_Problem to solve_: Reproduce all of the data exactly, with no line skipped.

****************************************

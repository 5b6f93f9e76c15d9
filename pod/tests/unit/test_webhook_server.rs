//! Webhook and dashboard HTTP tests

mod support;

use std::sync::Arc;

use axum::body::Body;
use axum::http::{header, Request, StatusCode};
use axum::Router;
use base64::{engine::general_purpose::STANDARD, Engine as _};
use serde_json::{json, Value};
use tower::ServiceExt;

use pod::deploy::git;
use pod::registry::config::WebConfig;
use pod::server::{build_router, Credentials, ServerState};

use support::{run_git, TestPod};

fn router(pod: &TestPod) -> Router {
    let state = ServerState::new(
        pod.orchestrator.clone(),
        Credentials::from(&WebConfig::default()),
        pod.orchestrator.options().webhook_timeout,
    );
    build_router(Arc::new(state))
}

fn hook_request(app: &str, event: &str, payload: &Value) -> Request<Body> {
    Request::builder()
        .method("POST")
        .uri(format!("/hooks/{}", app))
        .header("x-github-event", event)
        .header(header::CONTENT_TYPE, "application/json")
        .body(Body::from(payload.to_string()))
        .unwrap()
}

async fn body_json(response: axum::response::Response) -> Value {
    let bytes = axum::body::to_bytes(response.into_body(), usize::MAX)
        .await
        .unwrap();
    serde_json::from_slice(&bytes).unwrap()
}

async fn register_remote(pod: &TestPod, name: &str, remote: &str) {
    pod.orchestrator
        .registry()
        .create(name, json!({ "remote": remote }).as_object().cloned().unwrap())
        .await
        .unwrap();
}

#[tokio::test]
async fn test_health() {
    let pod = TestPod::new().await;
    let response = router(&pod)
        .oneshot(Request::get("/health").body(Body::empty()).unwrap())
        .await
        .unwrap();
    assert_eq!(response.status(), StatusCode::OK);
    let body = body_json(response).await;
    assert_eq!(body["status"], "healthy");
    assert_eq!(body["service"], "pod");
}

#[tokio::test]
async fn test_ping_from_matching_repository() {
    let pod = TestPod::new().await;
    register_remote(&pod, "site", "acme/site").await;

    let payload = json!({ "zen": "hi", "repository": { "html_url": "https://github.com/acme/site" } });
    let response = router(&pod)
        .oneshot(hook_request("site", "ping", &payload))
        .await
        .unwrap();
    assert_eq!(response.status(), StatusCode::OK);
}

#[tokio::test]
async fn test_ping_from_other_repository() {
    let pod = TestPod::new().await;
    register_remote(&pod, "site", "acme/site").await;

    let payload = json!({ "repository": { "html_url": "https://github.com/acme/other" } });
    let response = router(&pod)
        .oneshot(hook_request("site", "ping", &payload))
        .await
        .unwrap();
    assert_eq!(response.status(), StatusCode::INTERNAL_SERVER_ERROR);
}

#[tokio::test]
async fn test_ping_for_unknown_app() {
    let pod = TestPod::new().await;
    let payload = json!({ "repository": { "html_url": "https://github.com/acme/site" } });
    let response = router(&pod)
        .oneshot(hook_request("ghost", "ping", &payload))
        .await
        .unwrap();
    assert_eq!(response.status(), StatusCode::INTERNAL_SERVER_ERROR);
}

#[tokio::test]
async fn test_declined_push_answers_ok() {
    let pod = TestPod::new().await;
    register_remote(&pod, "site", "acme/site").await;

    let payload = json!({
        "ref": "refs/heads/master",
        "repository": { "url": "https://github.com/acme/other" },
        "head_commit": { "message": "unrelated" },
    });
    let response = router(&pod)
        .oneshot(hook_request("site", "push", &payload))
        .await
        .unwrap();
    assert_eq!(response.status(), StatusCode::OK);
    assert!(pod.supervisor.launches().is_empty());
}

#[tokio::test]
async fn test_malformed_push_answers_ok() {
    let pod = TestPod::new().await;
    register_remote(&pod, "site", "acme/site").await;

    let request = Request::builder()
        .method("POST")
        .uri("/hooks/site")
        .header("x-github-event", "push")
        .header(header::CONTENT_TYPE, "application/json")
        .body(Body::from("{ not json"))
        .unwrap();
    let response = router(&pod).oneshot(request).await.unwrap();
    assert_eq!(response.status(), StatusCode::OK);
    assert!(pod.supervisor.launches().is_empty());
}

#[tokio::test]
async fn test_push_deploys_remote_app() {
    let pod = TestPod::new().await;

    // Upstream repository with one commit
    let upstream = tempfile::tempdir().unwrap();
    run_git(
        upstream.path(),
        &["-c", "init.defaultBranch=master", "init", "-q", "--bare", "site.git"],
    );
    let upstream_url = upstream.path().join("site.git").to_string_lossy().to_string();
    let dev = tempfile::tempdir().unwrap();
    run_git(dev.path(), &["clone", "-q", &upstream_url, "."]);
    std::fs::write(dev.path().join("app.js"), "console.log('v1')\n").unwrap();
    run_git(dev.path(), &["add", "-A"]);
    run_git(dev.path(), &["commit", "-q", "-m", "initial"]);
    run_git(dev.path(), &["push", "-q", "origin", "HEAD:master"]);

    let options = json!({ "remote": upstream_url }).as_object().cloned().unwrap();
    pod.orchestrator.create("site", options).await.unwrap();

    std::fs::write(dev.path().join("app.js"), "console.log('v2')\n").unwrap();
    run_git(dev.path(), &["commit", "-q", "-am", "second"]);
    run_git(dev.path(), &["push", "-q", "origin", "HEAD:master"]);
    let head = run_git(dev.path(), &["rev-parse", "HEAD"]);

    let payload = json!({
        "ref": "refs/heads/master",
        "repository": { "url": upstream_url },
        "head_commit": { "message": "second" },
    });
    let response = router(&pod)
        .oneshot(hook_request("site", "push", &payload))
        .await
        .unwrap();
    assert_eq!(response.status(), StatusCode::OK);

    // The handler waits for the deploy when it finishes within the webhook timeout
    let current = git::current_commit_hash(pod.layout().work_tree("site").path())
        .await
        .unwrap();
    assert_eq!(current.as_deref(), Some(head.as_str()));
    assert_eq!(pod.supervisor.launches().len(), 1);
}

#[tokio::test]
async fn test_push_for_app_registered_later_is_found() {
    let pod = TestPod::new().await;
    let app = router(&pod);

    // Another process registers the app after the server loaded the registry
    let other = pod::registry::RegistryStore::open(pod.config_path()).await.unwrap();
    other
        .create("site", json!({ "remote": "acme/site" }).as_object().cloned().unwrap())
        .await
        .unwrap();

    let payload = json!({ "repository": { "html_url": "https://github.com/acme/site" } });
    let response = app.oneshot(hook_request("site", "ping", &payload)).await.unwrap();
    assert_eq!(response.status(), StatusCode::OK);
}

#[tokio::test]
async fn test_dashboard_requires_credentials() {
    let pod = TestPod::new().await;
    pod.register_with_script("blog", json!({ "port": 8080 })).await;

    let response = router(&pod)
        .oneshot(Request::get("/json").body(Body::empty()).unwrap())
        .await
        .unwrap();
    assert_eq!(response.status(), StatusCode::UNAUTHORIZED);
    assert!(response.headers().contains_key(header::WWW_AUTHENTICATE));

    let wrong = format!("Basic {}", STANDARD.encode("admin:nope"));
    let response = router(&pod)
        .oneshot(
            Request::get("/json")
                .header(header::AUTHORIZATION, wrong)
                .body(Body::empty())
                .unwrap(),
        )
        .await
        .unwrap();
    assert_eq!(response.status(), StatusCode::UNAUTHORIZED);

    let auth = format!("Basic {}", STANDARD.encode("admin:admin"));
    let response = router(&pod)
        .oneshot(
            Request::get("/json")
                .header(header::AUTHORIZATION, auth)
                .body(Body::empty())
                .unwrap(),
        )
        .await
        .unwrap();
    assert_eq!(response.status(), StatusCode::OK);
    let body = body_json(response).await;
    assert_eq!(body[0]["name"], "blog");
    assert_eq!(body[0]["status"], "STOPPED");
    assert_eq!(body[0]["port"], 8080);
}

****************************************

_Expected answer_:
repository 5b6f93f9e76c15d9
filename pod/tests/unit/test_webhook_server.rs
//! Webhook and dashboard HTTP tests

mod support;

use std::sync::Arc;

use axum::body::Body;
use axum::http::{header, Request, StatusCode};
use axum::Router;
use base64::{engine::general_purpose::STANDARD, Engine as _};
use serde_json::{json, Value};
use tower::ServiceExt;

use pod::deploy::git;
use pod::registry::config::WebConfig;
use pod::server::{build_router, Credentials, ServerState};

use support::{run_git, TestPod};

fn router(pod: &TestPod) -> Router {
    let state = ServerState::new(
        pod.orchestrator.clone(),
        Credentials::from(&WebConfig::default()),
        pod.orchestrator.options().webhook_timeout,
    );
    build_router(Arc::new(state))
}

fn hook_request(app: &str, event: &str, payload: &Value) -> Request<Body> {
    Request::builder()
        .method("POST")
        .uri(format!("/hooks/{}", app))
        .header("x-github-event", event)
        .header(header::CONTENT_TYPE, "application/json")
        .body(Body::from(payload.to_string()))
        .unwrap()
}

async fn body_json(response: axum::response::Response) -> Value {
    let bytes = axum::body::to_bytes(response.into_body(), usize::MAX)
        .await
        .unwrap();
    serde_json::from_slice(&bytes).unwrap()
}

async fn register_remote(pod: &TestPod, name: &str, remote: &str) {
    pod.orchestrator
        .registry()
        .create(name, json!({ "remote": remote }).as_object().cloned().unwrap())
        .await
        .unwrap();
}

#[tokio::test]
async fn test_health() {
    let pod = TestPod::new().await;
    let response = router(&pod)
        .oneshot(Request::get("/health").body(Body::empty()).unwrap())
        .await
        .unwrap();
    assert_eq!(response.status(), StatusCode::OK);
    let body = body_json(response).await;
    assert_eq!(body["status"], "healthy");
    assert_eq!(body["service"], "pod");
}

#[tokio::test]
async fn test_ping_from_matching_repository() {
    let pod = TestPod::new().await;
    register_remote(&pod, "site", "acme/site").await;

    let payload = json!({ "zen": "hi", "repository": { "html_url": "https://github.com/acme/site" } });
    let response = router(&pod)
        .oneshot(hook_request("site", "ping", &payload))
        .await
        .unwrap();
    assert_eq!(response.status(), StatusCode::OK);
}

#[tokio::test]
async fn test_ping_from_other_repository() {
    let pod = TestPod::new().await;
    register_remote(&pod, "site", "acme/site").await;

    let payload = json!({ "repository": { "html_url": "https://github.com/acme/other" } });
    let response = router(&pod)
        .oneshot(hook_request("site", "ping", &payload))
        .await
        .unwrap();
    assert_eq!(response.status(), StatusCode::INTERNAL_SERVER_ERROR);
}

#[tokio::test]
async fn test_ping_for_unknown_app() {
    let pod = TestPod::new().await;
    let payload = json!({ "repository": { "html_url": "https://github.com/acme/site" } });
    let response = router(&pod)
        .oneshot(hook_request("ghost", "ping", &payload))
        .await
        .unwrap();
    assert_eq!(response.status(), StatusCode::INTERNAL_SERVER_ERROR);
}

#[tokio::test]
async fn test_declined_push_answers_ok() {
    let pod = TestPod::new().await;
    register_remote(&pod, "site", "acme/site").await;

    let payload = json!({
        "ref": "refs/heads/master",
        "repository": { "url": "https://github.com/acme/other" },
        "head_commit": { "message": "unrelated" },
    });
    let response = router(&pod)
        .oneshot(hook_request("site", "push", &payload))
        .await
        .unwrap();
    assert_eq!(response.status(), StatusCode::OK);
    assert!(pod.supervisor.launches().is_empty());
}

#[tokio::test]
async fn test_malformed_push_answers_ok() {
    let pod = TestPod::new().await;
    register_remote(&pod, "site", "acme/site").await;

    let request = Request::builder()
        .method("POST")
        .uri("/hooks/site")
        .header("x-github-event", "push")
        .header(header::CONTENT_TYPE, "application/json")
        .body(Body::from("{ not json"))
        .unwrap();
    let response = router(&pod).oneshot(request).await.unwrap();
    assert_eq!(response.status(), StatusCode::OK);
    assert!(pod.supervisor.launches().is_empty());
}

#[tokio::test]
async fn test_push_deploys_remote_app() {
    let pod = TestPod::new().await;

    // Upstream repository with one commit
    let upstream = tempfile::tempdir().unwrap();
    run_git(
        upstream.path(),
        &["-c", "init.defaultBranch=master", "init", "-q", "--bare", "site.git"],
    );
    let upstream_url = upstream.path().join("site.git").to_string_lossy().to_string();
    let dev = tempfile::tempdir().unwrap();
    run_git(dev.path(), &["clone", "-q", &upstream_url, "."]);
    std::fs::write(dev.path().join("app.js"), "console.log('v1')\n").unwrap();
    run_git(dev.path(), &["add", "-A"]);
    run_git(dev.path(), &["commit", "-q", "-m", "initial"]);
    run_git(dev.path(), &["push", "-q", "origin", "HEAD:master"]);

    let options = json!({ "remote": upstream_url }).as_object().cloned().unwrap();
    pod.orchestrator.create("site", options).await.unwrap();

    std::fs::write(dev.path().join("app.js"), "console.log('v2')\n").unwrap();
    run_git(dev.path(), &["commit", "-q", "-am", "second"]);
    run_git(dev.path(), &["push", "-q", "origin", "HEAD:master"]);
    let head = run_git(dev.path(), &["rev-parse", "HEAD"]);

    let payload = json!({
        "ref": "refs/heads/master",
        "repository": { "url": upstream_url },
        "head_commit": { "message": "second" },
    });
    let response = router(&pod)
        .oneshot(hook_request("site", "push", &payload))
        .await
        .unwrap();
    assert_eq!(response.status(), StatusCode::OK);

    // The handler waits for the deploy when it finishes within the webhook timeout
    let current = git::current_commit_hash(pod.layout().work_tree("site").path())
        .await
        .unwrap();
    assert_eq!(current.as_deref(), Some(head.as_str()));
    assert_eq!(pod.supervisor.launches().len(), 1);
}

#[tokio::test]
async fn test_push_for_app_registered_later_is_found() {
    let pod = TestPod::new().await;
    let app = router(&pod);

    // Another process registers the app after the server loaded the registry
    let other = pod::registry::RegistryStore::open(pod.config_path()).await.unwrap();
    other
        .create("site", json!({ "remote": "acme/site" }).as_object().cloned().unwrap())
        .await
        .unwrap();

    let payload = json!({ "repository": { "html_url": "https://github.com/acme/site" } });
    let response = app.oneshot(hook_request("site", "ping", &payload)).await.unwrap();
    assert_eq!(response.status(), StatusCode::OK);
}

#[tokio::test]
async fn test_dashboard_requires_credentials() {
    let pod = TestPod::new().await;
    pod.register_with_script("blog", json!({ "port": 8080 })).await;

    let response = router(&pod)
        .oneshot(Request::get("/json").body(Body::empty()).unwrap())
        .await
        .unwrap();
    assert_eq!(response.status(), StatusCode::UNAUTHORIZED);
    assert!(response.headers().contains_key(header::WWW_AUTHENTICATE));

    let wrong = format!("Basic {}", STANDARD.encode("admin:nope"));
    let response = router(&pod)
        .oneshot(
            Request::get("/json")
                .header(header::AUTHORIZATION, wrong)
                .body(Body::empty())
                .unwrap(),
        )
        .await
        .unwrap();
    assert_eq!(response.status(), StatusCode::UNAUTHORIZED);

    let auth = format!("Basic {}", STANDARD.encode("admin:admin"));
    let response = router(&pod)
        .oneshot(
            Request::get("/json")
                .header(header::AUTHORIZATION, auth)
                .body(Body::empty())
                .unwrap(),
        )
        .await
        .unwrap();
    assert_eq!(response.status(), StatusCode::OK);
    let body = body_json(response).await;
    assert_eq!(body[0]["name"], "blog");
    assert_eq!(body[0]["status"], "STOPPED");
    assert_eq!(body[0]["port"], 8080);
}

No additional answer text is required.